### Task brief
The answer is a single figure: how many lines below contain the word "title".

[Start of Attachment]

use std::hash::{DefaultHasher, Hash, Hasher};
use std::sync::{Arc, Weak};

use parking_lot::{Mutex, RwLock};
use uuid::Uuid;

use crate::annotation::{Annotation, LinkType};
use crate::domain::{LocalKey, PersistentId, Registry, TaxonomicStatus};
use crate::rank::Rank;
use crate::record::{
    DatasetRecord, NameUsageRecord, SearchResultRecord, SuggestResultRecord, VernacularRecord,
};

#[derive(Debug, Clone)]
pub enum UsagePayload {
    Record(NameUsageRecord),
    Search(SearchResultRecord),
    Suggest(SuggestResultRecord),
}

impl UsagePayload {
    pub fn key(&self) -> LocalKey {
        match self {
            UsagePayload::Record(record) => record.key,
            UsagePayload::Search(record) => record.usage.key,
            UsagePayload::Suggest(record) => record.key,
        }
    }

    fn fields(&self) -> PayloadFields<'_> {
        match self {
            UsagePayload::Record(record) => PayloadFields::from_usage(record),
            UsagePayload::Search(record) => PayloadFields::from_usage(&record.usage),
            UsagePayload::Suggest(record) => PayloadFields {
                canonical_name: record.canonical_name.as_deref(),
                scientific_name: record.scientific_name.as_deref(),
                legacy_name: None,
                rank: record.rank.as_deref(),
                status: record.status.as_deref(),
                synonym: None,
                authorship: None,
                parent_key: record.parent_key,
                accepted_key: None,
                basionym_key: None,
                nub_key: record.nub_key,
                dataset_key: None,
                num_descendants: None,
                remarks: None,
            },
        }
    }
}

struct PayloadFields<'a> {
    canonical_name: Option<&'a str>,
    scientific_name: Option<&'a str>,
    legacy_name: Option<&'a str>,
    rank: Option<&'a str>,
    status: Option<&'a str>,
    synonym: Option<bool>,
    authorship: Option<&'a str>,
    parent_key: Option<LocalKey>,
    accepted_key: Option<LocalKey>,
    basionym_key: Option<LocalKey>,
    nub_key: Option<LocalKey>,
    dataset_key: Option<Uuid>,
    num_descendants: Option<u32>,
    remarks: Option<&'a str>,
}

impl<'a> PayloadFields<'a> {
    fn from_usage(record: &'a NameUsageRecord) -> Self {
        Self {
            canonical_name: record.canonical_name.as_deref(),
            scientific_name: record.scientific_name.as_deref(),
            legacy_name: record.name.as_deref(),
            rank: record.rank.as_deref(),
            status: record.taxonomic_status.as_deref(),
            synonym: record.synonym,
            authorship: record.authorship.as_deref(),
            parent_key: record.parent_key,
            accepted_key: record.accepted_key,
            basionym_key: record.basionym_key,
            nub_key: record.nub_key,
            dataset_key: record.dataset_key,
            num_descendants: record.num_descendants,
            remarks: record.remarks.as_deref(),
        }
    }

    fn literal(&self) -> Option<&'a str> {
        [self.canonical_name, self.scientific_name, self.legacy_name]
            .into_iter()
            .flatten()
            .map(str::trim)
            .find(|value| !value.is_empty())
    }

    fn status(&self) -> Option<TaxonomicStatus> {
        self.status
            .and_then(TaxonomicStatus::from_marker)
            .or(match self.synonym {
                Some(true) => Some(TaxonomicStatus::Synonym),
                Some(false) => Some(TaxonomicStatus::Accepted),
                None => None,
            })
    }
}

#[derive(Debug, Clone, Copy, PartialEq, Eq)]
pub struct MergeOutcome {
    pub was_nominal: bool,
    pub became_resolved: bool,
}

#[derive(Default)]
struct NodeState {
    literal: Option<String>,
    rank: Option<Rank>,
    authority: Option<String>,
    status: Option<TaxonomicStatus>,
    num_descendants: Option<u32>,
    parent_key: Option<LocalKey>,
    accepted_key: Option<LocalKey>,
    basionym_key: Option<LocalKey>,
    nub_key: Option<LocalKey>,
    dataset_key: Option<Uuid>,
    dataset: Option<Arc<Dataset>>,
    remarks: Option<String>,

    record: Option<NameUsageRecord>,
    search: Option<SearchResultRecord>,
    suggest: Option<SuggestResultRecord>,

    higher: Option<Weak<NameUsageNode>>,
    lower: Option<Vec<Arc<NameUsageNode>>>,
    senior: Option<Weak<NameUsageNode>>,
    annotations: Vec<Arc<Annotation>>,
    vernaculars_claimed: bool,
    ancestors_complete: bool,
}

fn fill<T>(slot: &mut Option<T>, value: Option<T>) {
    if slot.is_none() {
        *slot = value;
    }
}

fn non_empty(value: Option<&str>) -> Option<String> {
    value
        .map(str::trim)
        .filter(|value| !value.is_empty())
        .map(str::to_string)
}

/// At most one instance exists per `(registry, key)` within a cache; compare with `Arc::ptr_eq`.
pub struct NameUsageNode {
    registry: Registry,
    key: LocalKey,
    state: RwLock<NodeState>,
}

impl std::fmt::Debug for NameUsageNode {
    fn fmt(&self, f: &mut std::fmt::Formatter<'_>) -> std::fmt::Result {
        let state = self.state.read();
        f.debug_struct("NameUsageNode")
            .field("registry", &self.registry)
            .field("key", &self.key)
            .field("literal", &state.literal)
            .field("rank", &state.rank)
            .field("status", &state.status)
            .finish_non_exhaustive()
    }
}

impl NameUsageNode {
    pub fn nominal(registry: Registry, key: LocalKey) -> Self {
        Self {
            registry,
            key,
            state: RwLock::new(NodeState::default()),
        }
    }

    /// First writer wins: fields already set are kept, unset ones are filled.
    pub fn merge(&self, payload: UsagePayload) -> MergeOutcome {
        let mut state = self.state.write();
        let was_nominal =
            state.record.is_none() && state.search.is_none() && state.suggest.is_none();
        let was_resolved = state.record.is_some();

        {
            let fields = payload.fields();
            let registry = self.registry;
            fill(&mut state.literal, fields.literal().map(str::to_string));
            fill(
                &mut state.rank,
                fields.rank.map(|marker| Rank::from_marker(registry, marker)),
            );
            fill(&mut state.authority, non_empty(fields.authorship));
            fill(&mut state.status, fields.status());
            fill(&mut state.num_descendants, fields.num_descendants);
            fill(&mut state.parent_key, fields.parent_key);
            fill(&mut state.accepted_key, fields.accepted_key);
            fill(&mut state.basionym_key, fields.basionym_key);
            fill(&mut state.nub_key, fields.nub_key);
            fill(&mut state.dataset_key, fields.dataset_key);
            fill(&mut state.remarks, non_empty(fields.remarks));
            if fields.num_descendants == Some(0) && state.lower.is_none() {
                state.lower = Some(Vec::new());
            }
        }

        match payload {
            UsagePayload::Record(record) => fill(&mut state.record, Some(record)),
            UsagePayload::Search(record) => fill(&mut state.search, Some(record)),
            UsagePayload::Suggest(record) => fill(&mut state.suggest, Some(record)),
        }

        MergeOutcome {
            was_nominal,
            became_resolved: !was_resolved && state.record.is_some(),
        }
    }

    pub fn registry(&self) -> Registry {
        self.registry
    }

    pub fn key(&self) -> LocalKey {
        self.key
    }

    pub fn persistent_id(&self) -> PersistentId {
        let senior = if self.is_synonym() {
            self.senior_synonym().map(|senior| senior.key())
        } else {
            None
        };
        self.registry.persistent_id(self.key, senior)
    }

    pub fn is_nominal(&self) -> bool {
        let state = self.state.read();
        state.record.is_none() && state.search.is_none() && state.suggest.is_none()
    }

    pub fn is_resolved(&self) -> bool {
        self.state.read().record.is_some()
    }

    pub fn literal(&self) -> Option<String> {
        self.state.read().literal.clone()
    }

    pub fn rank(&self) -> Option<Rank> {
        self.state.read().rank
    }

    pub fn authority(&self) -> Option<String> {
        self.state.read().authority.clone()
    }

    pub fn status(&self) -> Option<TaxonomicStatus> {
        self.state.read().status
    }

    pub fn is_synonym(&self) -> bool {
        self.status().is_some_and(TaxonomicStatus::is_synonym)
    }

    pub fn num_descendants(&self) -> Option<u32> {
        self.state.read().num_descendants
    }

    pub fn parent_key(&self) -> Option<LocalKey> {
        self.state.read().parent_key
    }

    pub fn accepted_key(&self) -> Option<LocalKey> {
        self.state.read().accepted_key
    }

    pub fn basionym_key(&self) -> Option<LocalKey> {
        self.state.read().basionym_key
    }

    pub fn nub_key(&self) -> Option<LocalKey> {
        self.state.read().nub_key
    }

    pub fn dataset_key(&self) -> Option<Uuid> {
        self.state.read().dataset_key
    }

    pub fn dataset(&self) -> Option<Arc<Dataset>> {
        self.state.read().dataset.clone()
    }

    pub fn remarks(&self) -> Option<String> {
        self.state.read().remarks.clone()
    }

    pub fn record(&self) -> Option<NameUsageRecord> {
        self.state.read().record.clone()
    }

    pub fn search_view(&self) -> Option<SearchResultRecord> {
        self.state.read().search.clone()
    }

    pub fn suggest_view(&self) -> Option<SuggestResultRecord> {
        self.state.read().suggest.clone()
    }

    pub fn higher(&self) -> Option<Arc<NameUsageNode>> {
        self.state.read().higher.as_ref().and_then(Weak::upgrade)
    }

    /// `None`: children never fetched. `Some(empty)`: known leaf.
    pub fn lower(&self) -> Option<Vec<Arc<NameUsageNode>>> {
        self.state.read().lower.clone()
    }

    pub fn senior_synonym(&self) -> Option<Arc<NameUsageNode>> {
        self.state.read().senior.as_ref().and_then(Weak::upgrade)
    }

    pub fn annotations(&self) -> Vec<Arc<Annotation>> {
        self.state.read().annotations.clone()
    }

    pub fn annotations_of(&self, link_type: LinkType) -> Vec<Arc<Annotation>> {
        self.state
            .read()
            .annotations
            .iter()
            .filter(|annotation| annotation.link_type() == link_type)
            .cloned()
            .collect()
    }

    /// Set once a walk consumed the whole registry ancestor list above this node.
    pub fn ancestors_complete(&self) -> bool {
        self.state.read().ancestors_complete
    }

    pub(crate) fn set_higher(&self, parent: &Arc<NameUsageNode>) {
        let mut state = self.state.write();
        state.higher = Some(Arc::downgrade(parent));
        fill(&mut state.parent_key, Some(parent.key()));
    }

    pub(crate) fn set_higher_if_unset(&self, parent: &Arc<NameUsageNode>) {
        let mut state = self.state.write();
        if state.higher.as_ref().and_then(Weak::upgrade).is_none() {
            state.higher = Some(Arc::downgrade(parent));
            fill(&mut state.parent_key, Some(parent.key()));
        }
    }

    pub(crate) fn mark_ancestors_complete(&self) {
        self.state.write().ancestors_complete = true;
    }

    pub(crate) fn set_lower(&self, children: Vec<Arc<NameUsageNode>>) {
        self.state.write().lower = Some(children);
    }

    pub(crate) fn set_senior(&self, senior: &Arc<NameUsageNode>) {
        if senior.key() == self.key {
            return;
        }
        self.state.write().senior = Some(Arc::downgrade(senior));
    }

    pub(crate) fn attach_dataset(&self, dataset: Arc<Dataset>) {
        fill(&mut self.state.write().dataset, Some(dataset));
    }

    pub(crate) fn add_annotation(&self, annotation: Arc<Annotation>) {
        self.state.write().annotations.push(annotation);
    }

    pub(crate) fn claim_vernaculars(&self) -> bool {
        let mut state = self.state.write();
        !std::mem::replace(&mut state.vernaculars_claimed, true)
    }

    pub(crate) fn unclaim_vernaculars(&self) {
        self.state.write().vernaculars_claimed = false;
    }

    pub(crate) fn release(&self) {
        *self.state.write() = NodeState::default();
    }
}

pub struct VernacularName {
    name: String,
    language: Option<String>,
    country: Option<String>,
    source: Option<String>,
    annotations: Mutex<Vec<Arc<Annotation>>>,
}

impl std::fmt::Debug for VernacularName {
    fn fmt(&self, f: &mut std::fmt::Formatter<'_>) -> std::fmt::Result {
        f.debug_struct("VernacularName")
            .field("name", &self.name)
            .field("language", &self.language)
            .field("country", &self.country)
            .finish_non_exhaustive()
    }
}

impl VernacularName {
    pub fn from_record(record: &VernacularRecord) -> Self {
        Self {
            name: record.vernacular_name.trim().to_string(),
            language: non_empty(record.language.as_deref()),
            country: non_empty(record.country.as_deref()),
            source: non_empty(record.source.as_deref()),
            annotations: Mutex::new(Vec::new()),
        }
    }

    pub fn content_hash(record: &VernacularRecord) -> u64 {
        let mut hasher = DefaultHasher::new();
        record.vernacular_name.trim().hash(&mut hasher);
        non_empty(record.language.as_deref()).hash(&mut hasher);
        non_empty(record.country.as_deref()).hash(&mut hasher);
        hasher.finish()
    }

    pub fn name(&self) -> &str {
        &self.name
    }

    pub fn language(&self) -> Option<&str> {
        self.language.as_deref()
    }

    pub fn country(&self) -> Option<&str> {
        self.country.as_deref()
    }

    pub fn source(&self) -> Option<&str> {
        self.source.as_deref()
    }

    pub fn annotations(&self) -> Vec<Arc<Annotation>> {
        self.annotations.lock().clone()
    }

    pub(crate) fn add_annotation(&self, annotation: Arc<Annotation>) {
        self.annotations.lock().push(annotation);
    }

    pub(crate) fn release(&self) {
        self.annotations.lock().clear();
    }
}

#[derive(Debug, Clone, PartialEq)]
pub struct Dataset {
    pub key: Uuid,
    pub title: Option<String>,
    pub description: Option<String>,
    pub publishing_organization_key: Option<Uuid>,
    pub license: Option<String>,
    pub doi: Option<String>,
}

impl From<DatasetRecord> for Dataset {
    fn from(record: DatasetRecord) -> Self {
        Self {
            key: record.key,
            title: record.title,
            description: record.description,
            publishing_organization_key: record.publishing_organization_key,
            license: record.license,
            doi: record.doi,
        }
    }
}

[End of Attachment]

### Result of the exercise
2